Hunting GB News

The two seismic elections of 2016, Donald Trump’s Presidential victory and the British “Brexit” referendum, were linked by the common thread of a phenomenon they served to expose. Trump’s win and the ensuing resistance in his own administration showed the existence of a “deep state” that could be mobilized against an undesired political outcome in the USA. The existence of this shadow government was held up to transatlantic scrutiny as the UK turned out to have one as well. Seven years ago, despite tireless work on the part of these éminences grises, results went against them, and they have never forgotten it.

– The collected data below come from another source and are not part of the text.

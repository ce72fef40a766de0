//! In-process repositories backing handler tests.

use std::sync::Mutex;

use async_trait::async_trait;
use uuid::Uuid;

use super::{AccountRepository, OrganizationRepository, StoreError, UserRepository};
use crate::{
    accounts::repo_types::Account,
    auth::repo_types::{User, UserChanges},
    organizations::repo_types::{Organization, OrganizationChanges},
};

#[derive(Default)]
pub struct MemoryUsers {
    rows: Mutex<Vec<User>>,
}

#[async_trait]
impl UserRepository for MemoryUsers {
    async fn create(&self, user: &User) -> Result<User, StoreError> {
        let mut rows = self.rows.lock().unwrap();
        if rows.iter().any(|u| !u.is_deleted && !user.is_deleted && u.email == user.email) {
            return Err(StoreError::Conflict(
                "user with this email already exists".into(),
            ));
        }
        rows.push(user.clone());
        Ok(user.clone())
    }

    async fn find_by_id(&self, id: Uuid) -> Result<Option<User>, StoreError> {
        Ok(self.rows.lock().unwrap().iter().find(|u| u.id == id).cloned())
    }

    async fn find_by_email(&self, email: &str) -> Result<Option<User>, StoreError> {
        Ok(self
            .rows
            .lock()
            .unwrap()
            .iter()
            .find(|u| u.email == email && !u.is_deleted)
            .cloned())
    }

    async fn update(&self, id: Uuid, changes: &UserChanges) -> Result<User, StoreError> {
        let mut rows = self.rows.lock().unwrap();
        let user = rows
            .iter_mut()
            .find(|u| u.id == id)
            .ok_or_else(|| StoreError::NotFound(format!("user {id} not found")))?;
        changes.apply(user);
        Ok(user.clone())
    }
}

#[derive(Default)]
pub struct MemoryOrganizations {
    rows: Mutex<Vec<Organization>>,
}

#[async_trait]
impl OrganizationRepository for MemoryOrganizations {
    async fn create(&self, org: &Organization) -> Result<Organization, StoreError> {
        self.rows.lock().unwrap().push(org.clone());
        Ok(org.clone())
    }

    async fn find_by_id(&self, id: Uuid) -> Result<Option<Organization>, StoreError> {
        Ok(self.rows.lock().unwrap().iter().find(|o| o.id == id).cloned())
    }

    async fn update(
        &self,
        id: Uuid,
        changes: &OrganizationChanges,
    ) -> Result<Organization, StoreError> {
        let mut rows = self.rows.lock().unwrap();
        let org = rows
            .iter_mut()
            .find(|o| o.id == id)
            .ok_or_else(|| StoreError::NotFound(format!("organization {id} not found")))?;
        changes.apply(org);
        Ok(org.clone())
    }
}

#[derive(Default)]
pub struct MemoryAccounts {
    rows: Mutex<Vec<Account>>,
}

#[async_trait]
impl AccountRepository for MemoryAccounts {
    async fn create(&self, account: &Account) -> Result<Account, StoreError> {
        self.rows.lock().unwrap().push(account.clone());
        Ok(account.clone())
    }

    async fn find_by_id(&self, id: Uuid) -> Result<Option<Account>, StoreError> {
        Ok(self.rows.lock().unwrap().iter().find(|a| a.id == id).cloned())
    }

    async fn list(&self) -> Result<Vec<Account>, StoreError> {
        Ok(self.rows.lock().unwrap().clone())
    }
}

Trump’s cardinal sin was that he was not from the American political class, while the “Brexiteers” got the result the British political class didn’t want. And so the respective deep states of the US and the UK had their missions mapped out, to correct these electoral anomalies by any means necessary,  and one of the greatest means a government has for persuading its citizens to vote correctly is still the media. The messenger became just as much a priority as the message, and the media had to be ideologically aligned to denounce Trump and Brexit in perpetuity. They were and still are. Seven years after the global establishment took a double blow, the media are still blaming Trump and Brexit for every broken shoelace when racism, White supremacy and climate change are not available. The media, in Britain more so than in the US, is a Leftist concern, but there have been symptoms of a rightward shift in Britain’s broadcast media in the shape of a relative newcomer: GB News.

GB News went on-air in June 2021 and, despite a shaky start, has increased its viewership to a third of that of an ailing BBC. The rise of the channel has alarmed the deep state, from government to the shrill cacophony of social media activists. The channel soon parted company with its figurehead, veteran broadcaster Andrew Neil, who may have been spooked by the first offensive against GB News, one which began before they even went on-air.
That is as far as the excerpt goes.